While divorce is hard on every family member, constructive Islamic life has to continue. The divorced spouses will face new emotional and financial hardships. They will also have new responsibilities. Many will find themselves in charge of a single-parent family with limited funds. They will not be able to maintain the same lifestyle. As time passes, loneliness may begin to set in. Avoid living in the past, dwelling on it isn’t beneficial. Be wise, not desperate. It is never too late to get started again. You have to plan ahead. In many cases, divorce leaves middle-aged women who have spent the last 20 years as housewives struggling to find employment that allows them to provide for their families. The ex-husband shouldn’t neglect his responsibility to be an active partner in raising his children, providing them with both emotional and financial support.
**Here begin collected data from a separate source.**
//! Undo-capable container: past/present/future stacks around one state slice.
//!
//! Applied only to the slice that needs time travel; everything else in
//! [`crate::kernel::ProjectState`] lives outside it.

#[derive(Debug, Clone, PartialEq, Eq)]
pub struct Undoable<T: Clone> {
    past: Vec<T>,
    present: T,
    future: Vec<T>,
}

impl<T: Clone> Undoable<T> {
    pub fn new(present: T) -> Self {
        Self {
            past: Vec::new(),
            present,
            future: Vec::new(),
        }
    }

    pub fn present(&self) -> &T {
        &self.present
    }

    /// Applies `mutate` to a working copy. When it reports a change, the old
    /// present is pushed to the past and the future is cleared.
    pub fn record_with(&mut self, mutate: impl FnOnce(&mut T) -> bool) -> bool {
        let mut next = self.present.clone();
        if !mutate(&mut next) {
            return false;
        }
        let old = std::mem::replace(&mut self.present, next);
        self.past.push(old);
        self.future.clear();
        true
    }

    pub fn undo(&mut self) -> bool {
        match self.past.pop() {
            Some(prev) => {
                let current = std::mem::replace(&mut self.present, prev);
                self.future.push(current);
                true
            }
            None => false,
        }
    }

    pub fn redo(&mut self) -> bool {
        match self.future.pop() {
            Some(next) => {
                let current = std::mem::replace(&mut self.present, next);
                self.past.push(current);
                true
            }
            None => false,
        }
    }

    pub fn can_undo(&self) -> bool {
        !self.past.is_empty()
    }

    pub fn can_redo(&self) -> bool {
        !self.future.is_empty()
    }
}

#[cfg(test)]
#[path = "../../tests/unit/kernel/undo.rs"]
mod tests;
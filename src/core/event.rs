use crossterm::event::KeyEvent;

/// Host input events, narrowed from the terminal backend.
#[derive(Debug, Clone)]
pub enum InputEvent {
    Key(KeyEvent),
    Paste(String),
    Resize(u16, u16),
    FocusGained,
    FocusLost,
}

impl InputEvent {
    /// Mouse events are not routed to views; the docking layer owns them.
    pub fn from_crossterm(event: crossterm::event::Event) -> Option<Self> {
        match event {
            crossterm::event::Event::Key(e) => Some(InputEvent::Key(e)),
            crossterm::event::Event::Paste(s) => Some(InputEvent::Paste(s)),
            crossterm::event::Event::Resize(w, h) => Some(InputEvent::Resize(w, h)),
            crossterm::event::Event::FocusGained => Some(InputEvent::FocusGained),
            crossterm::event::Event::FocusLost => Some(InputEvent::FocusLost),
            crossterm::event::Event::Mouse(_) => None,
        }
    }

    pub fn as_key(&self) -> Option<&KeyEvent> {
        match self {
            InputEvent::Key(e) => Some(e),
            _ => None,
        }
    }
}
I want to tell you a true story I heard from one of my elementary school teachers. The story happened in the 1930’s. A teacher making seven dinars a month married a young woman from a rich family. After a while, problems led to divorce. The judge (Kadi) asked the man to pay 30% of his salary as (nafaqa) to his wife as well as in support of their one child. The man told the judge that his ex-wife deserves more because she is used to a higher standard of living than him. He insisted that he will be happy to give her and his child a total of 70%. The father of the woman asked the judge to speak to his daughter outside the court room. Upon his return, he asked the ex-husband to take his daughter back (raja’a), as his act of kindness encouraged her to reconsider the divorce. The ex-husband accepted. The judge asked the father why he did that. He said, “I want a gentleman as my son-in-law, not a bank account.”
Here are some tips to help you (men and women) cope with divorce: (1) Get closer to Allah (subhanahu wata’ala) and always call on Him (duaa), and spend more time in the masjid; (2) If you find yourself out of your home, consider moving in with your parents to reduce expenses while you get your finances in order; (3) Get more education or job training to help you get a better paying job; (4) If you want to start a business do your istikhara and study it first and develop a business plan. Evaluate potential partners very carefully and ask for references. Protect your rights legally, not merely by promises; (5) If an opportunity to remarry presents itself, consider it carefully but don’t rush into it. The divorce rate among second marriages is higher than among first marriages. Don’t fall for rosy promises that are difficult to fulfill. Do your istikhara and consult trusted elders who you know care about you. Protect your assets by legally binding pre-nuptial agreements. State your conditions in the Islamic marriage certificate making sure to include the rights of the children from the previous marriage.